El orden jerárquico, que será analizado por él unos 35 años más adelante, es objeto de burlonas observaciones:
“Un oficial es una criatura desdichada, que envidia a sus colegas, es prepotente con sus subordinados y vive temeroso de sus superiores. Cuanto mayor es su propio rango, más teme a éstos. Me repugna la idea de llevar inscrito en el cuello del uniforme cuánto valgo, como una muestra de mercadería. Pero el sistema tiene, no obstante, ciertas grietas. Hace poco estuvo aquí el Comandante en Jefe, que se dirigía a las piletas de natación procedente de Brunn, y pude comprobar con verdadero asombro, que su traje de baño no tuvieron marcas de distinción (galones de identificación).”

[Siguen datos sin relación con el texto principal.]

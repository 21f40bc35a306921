use std::error::Error;
use std::fmt;
use std::time::Instant;

use serde::Serialize;

use crate::io::fasta::{open_fasta, read_fasta_records, FastaRecord};
use crate::pipeline::keys::{count_distinct, EncodeOptions};

#[derive(Debug, Clone, PartialEq, Serialize)]
pub struct KmerStats {
    pub k: usize,
    pub records: usize,
    pub total_bases: usize,
    /// Windows scanned, before any key filter
    pub windows: usize,
    pub emitted_keys: usize,
    pub distinct_keys: usize,
    /// Records shorter than k
    pub short_records: usize,
    pub elapsed_secs: f64,
}

/// Summarize a set of in-memory records.
pub fn collect_stats(records: &[FastaRecord], options: &EncodeOptions) -> crate::Result<KmerStats> {
    let start = Instant::now();
    let counts = count_distinct(records, options)?;

    Ok(KmerStats {
        k: options.k,
        records: records.len(),
        total_bases: records.iter().map(|r| r.sequence.len()).sum(),
        windows: counts.windows,
        emitted_keys: counts.emitted,
        distinct_keys: counts.counts.len(),
        short_records: records.iter().filter(|r| r.sequence.len() < options.k).count(),
        elapsed_secs: start.elapsed().as_secs_f64(),
    })
}

/// Read a FASTA(.gz) file and summarize its keys.
pub fn calculate_stats(path: &str, options: &EncodeOptions) -> Result<KmerStats, Box<dyn Error>> {
    let records = read_fasta_records(open_fasta(path)?)?;
    Ok(collect_stats(&records, options)?)
}

impl fmt::Display for KmerStats {
    fn fmt(&self, f: &mut fmt::Formatter<'_>) -> fmt::Result {
        writeln!(f, "k\t{}", self.k)?;
        writeln!(f, "records\t{}", self.records)?;
        writeln!(f, "short_records\t{}", self.short_records)?;
        writeln!(f, "total_bases\t{}", self.total_bases)?;
        writeln!(f, "windows\t{}", self.windows)?;
        writeln!(f, "emitted_keys\t{}", self.emitted_keys)?;
        writeln!(f, "distinct_keys\t{}", self.distinct_keys)?;
        write!(f, "elapsed_secs\t{:.3}", self.elapsed_secs)
    }
}

#[cfg(test)]
mod tests {
    use super::*;
    use std::io::Write;
    use tempfile::NamedTempFile;

    #[test]
    fn test_calculate_stats() {
        let mut file = NamedTempFile::new().unwrap();
        writeln!(file, ">contig_1").unwrap();
        writeln!(file, "{}", "A".repeat(40)).unwrap(); // 10 windows, 1 distinct
        writeln!(file, ">contig_2").unwrap();
        writeln!(file, "{}", "T".repeat(31)).unwrap(); // same canonical key as poly-A
        writeln!(file, ">contig_3").unwrap();
        writeln!(file, "ACGT").unwrap();

        let stats = calculate_stats(file.path().to_str().unwrap(), &EncodeOptions::default()).unwrap();

        assert_eq!(stats.records, 3);
        assert_eq!(stats.total_bases, 75);
        assert_eq!(stats.windows, 11);
        assert_eq!(stats.emitted_keys, 11);
        assert_eq!(stats.distinct_keys, 1);
        assert_eq!(stats.short_records, 1);
    }

    #[test]
    fn test_stats_serialize() {
        let stats = collect_stats(&[], &EncodeOptions::default()).unwrap();
        let json = serde_json::to_value(&stats).unwrap();
        assert_eq!(json["k"], 31);
        assert_eq!(json["distinct_keys"], 0);
        assert!(stats.to_string().starts_with("k\t31\n"));
    }

    #[test]
    fn test_missing_file() {
        assert!(calculate_stats("/nonexistent/input.fa", &EncodeOptions::default()).is_err());
    }
}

La ironía permite encontrar algún saldo positivo a la experiencia. La vida militar, con su inevitable “debes hacer tal cosa”, es un excelente tratamiento para su “neurastenia”. Indica que en una semana se ha quedado sin síntomas.
Otra que encuentra alguna gratitud al periodo de servicio, es Martha, la novia. Cuando se encuentra con el novio, él se ha vuelto más apuesto: ha bajado unos kilos y su piel ha obtenido un agradable tostado.
La boda se celebra el 13 de Septiembre, a tres días de finalizadas las maniobras impuestas.